I remember the early days when I was introduced to shaving.  Razors for women were much different than their male counterparts.  They were pink, round & pretty; as in pretty useless.  Woman may be soft & delicate but their hair is not.  Let's just say 6 hours after shaving I could grate cheese on my legs.  Lovely, isn't it?  I need the heavy duty razors.  Titanium, steel..something tough.  Shaving is still the easiest way to a a hair-free existence.  Leg's, underarm, even those little wiry hairs on your toes are gone in one sweep.  My fave is the Venus Embrace.  5 blades, easy to hold & can also be used to peel vegetables if necessary.  This thing rocks!  It's old school, cheap & gets the job done.

DEPILATORIES:$

Who wears short-shorts?  (Not me, I can tell you that)  Nair was always the staple in this category.  Just apply this foul-smelling cream to your hairy parts, wait & rinse for a smooth result.  Sounds easy, right?  My experience was less than pleasant.  I applied the cream to my legs.  After about 5 minutes I experienced pain that I can only compare to what having sulfuric acid poured on you would feel like.  It burned.  They don't tell you this on the package.  I was not able to wait the full 10 minutes as instructed.  My legs were red, prickly & still covered with hair.  Sorry, Nair.  Who can wear short shorts when you look like a burn victim?  I think we'll pass.

WAXING: $$

Now I have covered the popular topic of bikini waxing already.  Waxing larger areas of your body takes patience & lot's of pain medication.  I am not a candidate for waxing my legs.  You must grow the hair out so it is long enough for the wax to grab.  This is not a good look for me.  I have made attempts, I assure you.  I got about 1/4 up my shin.  Wax + front of shin + rip = lot's of expletives being screamed aloud.  God love you if you wax your legs.  I think it is good for those blonde girls out there.  I was always jealous of the soft, billowy hair on the blonds.  Damn you!  I can compare my leg hair to the Play-Doh Fuzzy Pumper Barber Shop.  Remember that toy?  You can make the guys hair grow in thick, long locks.  That pretty much sums up the texture of my hair. Waxing does work if you stick with it.  It's just the growing out part that makes it pretty much impossible during the dead of summer.

LASER:$$$

Laser hair removal is an amazing thing.  It reduces the hair growth significantly.
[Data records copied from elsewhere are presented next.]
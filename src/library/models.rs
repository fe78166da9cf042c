//! Library catalog records
//!
//! Wire types for the `stats/`, `books/`, `borrow/` and `return/` endpoints.

use serde::{Deserialize, Deserializer, Serialize};
use serde_json::{Number, Value};
use std::fmt::Display;
use std::str::FromStr;

/// Identifier of a book as issued by the backend.
///
/// Echoed back verbatim in borrow/return requests, so a numeric id stays numeric.
#[derive(Debug, Clone, PartialEq, Eq, Hash, Serialize, Deserialize)]
#[serde(untagged)]
pub enum BookId {
    Number(u64),
    Text(String),
}

impl Display for BookId {
    fn fmt(&self, f: &mut std::fmt::Formatter<'_>) -> std::fmt::Result {
        match self {
            BookId::Number(n) => write!(f, "{}", n),
            BookId::Text(s) => write!(f, "{}", s),
        }
    }
}

impl FromStr for BookId {
    type Err = std::convert::Infallible;

    fn from_str(s: &str) -> Result<Self, Self::Err> {
        let s = s.trim();
        Ok(match s.parse::<u64>() {
            Ok(n) => BookId::Number(n),
            Err(_) => BookId::Text(s.to_string()),
        })
    }
}

impl From<u64> for BookId {
    fn from(id: u64) -> Self {
        BookId::Number(id)
    }
}

#[derive(Debug, Clone, PartialEq, Eq, Serialize, Deserialize)]
pub struct Book {
    pub id: BookId,
    #[serde(default, deserialize_with = "lenient_text")]
    pub title: Option<String>,
    #[serde(default, deserialize_with = "lenient_text")]
    pub author: Option<String>,
    #[serde(default, deserialize_with = "lenient_text")]
    pub isbn: Option<String>,
    #[serde(default, deserialize_with = "lenient_flag")]
    pub available: Option<bool>,
}

impl Book {
    pub fn is_available(&self) -> bool {
        self.available.unwrap_or(false)
    }

    pub fn display_title(&self) -> &str {
        non_empty_or(&self.title, "N/A")
    }

    pub fn display_author(&self) -> &str {
        non_empty_or(&self.author, "Unknown")
    }

    pub fn display_isbn(&self) -> &str {
        non_empty_or(&self.isbn, "N/A")
    }
}

fn non_empty_or<'a>(value: &'a Option<String>, fallback: &'a str) -> &'a str {
    match value.as_deref() {
        Some(v) if !v.is_empty() => v,
        _ => fallback,
    }
}

/// Text cells take whatever scalar the backend sends. Null stays missing.
fn lenient_text<'de, D>(deserializer: D) -> Result<Option<String>, D::Error>
where
    D: Deserializer<'de>,
{
    Ok(match Value::deserialize(deserializer)? {
        Value::Null => None,
        Value::String(s) => Some(s),
        other => Some(other.to_string()),
    })
}

/// Availability by truthiness: `1`, `"yes"` and `true` are available; `0`, `""` and `false` are not.
fn lenient_flag<'de, D>(deserializer: D) -> Result<Option<bool>, D::Error>
where
    D: Deserializer<'de>,
{
    Ok(match Value::deserialize(deserializer)? {
        Value::Null => None,
        Value::Bool(b) => Some(b),
        Value::Number(n) => Some(n.as_f64().is_some_and(|f| f != 0.0)),
        Value::String(s) => Some(!s.is_empty()),
        Value::Array(_) | Value::Object(_) => Some(true),
    })
}

/// Counters accept any JSON number, or a numeric string. Anything else counts as missing.
fn lenient_count<'de, D>(deserializer: D) -> Result<Option<Number>, D::Error>
where
    D: Deserializer<'de>,
{
    Ok(match Value::deserialize(deserializer)? {
        Value::Number(n) => Some(n),
        Value::String(s) => s.trim().parse::<Number>().ok(),
        _ => None,
    })
}

/// Integral values print without a fractional part, so `10.0` shows as `10`.
fn count_text(value: &Option<Number>) -> String {
    let Some(n) = value else {
        return "0".to_string();
    };
    match n.as_f64() {
        Some(f) if n.is_f64() && f.fract() == 0.0 && f.abs() < 1e15 => format!("{}", f as i64),
        _ => n.to_string(),
    }
}

/// Aggregate counters reported by the backend. Absent or null fields count as zero.
#[derive(Debug, Clone, Default, PartialEq, Eq, Serialize, Deserialize)]
pub struct Stats {
    #[serde(default, deserialize_with = "lenient_count")]
    pub total_books: Option<Number>,
    #[serde(default, deserialize_with = "lenient_count")]
    pub available_books: Option<Number>,
    #[serde(default, deserialize_with = "lenient_count")]
    pub borrowed_books: Option<Number>,
    #[serde(default, deserialize_with = "lenient_count")]
    pub overdue_books: Option<Number>,
}

impl Stats {
    pub fn new(total: i64, available: i64, borrowed: i64, overdue: i64) -> Self {
        Self {
            total_books: Some(total.into()),
            available_books: Some(available.into()),
            borrowed_books: Some(borrowed.into()),
            overdue_books: Some(overdue.into()),
        }
    }

    pub fn total(&self) -> String {
        count_text(&self.total_books)
    }

    pub fn available(&self) -> String {
        count_text(&self.available_books)
    }

    pub fn borrowed(&self) -> String {
        count_text(&self.borrowed_books)
    }

    pub fn overdue(&self) -> String {
        count_text(&self.overdue_books)
    }
}

/// Response of a successful `borrow/` request.
#[derive(Debug, Clone, Default, PartialEq, Eq, Serialize, Deserialize)]
pub struct BorrowReceipt {
    #[serde(default)]
    pub due_date: Option<String>,
}

/// Body of `borrow/` and `return/` requests.
#[derive(Debug, Clone, PartialEq, Eq, Serialize)]
pub struct CirculationRequest<'a> {
    pub book_id: &'a BookId,
}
I am a candidate for laser, unfortunately, my bank account is not.  It is an investment, for sure.  It works best on lighter skin with dark hair. (sorry, blondies)  Getting a treatment is NOT virtually pain-free as they would like you to believe.  If you want to get an idea of what it is like, take a rubber band, pull it back as far as it goes & snap it against your skin about 1000 times in a row.  That's the gist of it. Getting zapped over & over would weaken anything, right?  Again, it does work over time, but you have to decide if you can take the pain & if you can get approved for a home-equity loan to pay for the treatments.

There are also many other contraptions out there that promise soft, kissable skin.  I have foolishly bought into most of them & they now sit in a make-shift graveyard along with my other as-seen-on-TV purchases.

Smooth Away

Claim: No Pain, No Chemicals, No Razor Burn.. No Hair! & exfoliates too!

Truth:  It is basically low-git sand paper.  It exfoliates by buffing the hair & what is left of your skin off. 

Grade: F

Epliady:

Claim:  Fast & through Hair removal

Truth:  Do you see this thing?  It vibrates & catches your hairs in the coil & rips them out.  I think this was also used to torture prisoners of war.  OUCH!

Grade:  Can you go lower then F?  Maybe a G.


I am now out of money & still searching for a miracle. I will buy anything that claims I will be hair-free for more than 45 minutes.  I hope that in using my body as an experiment you can successfully spend this summer hair free.  Let me know which one's you've tried, love & hate.  I'm game.  Enjoy!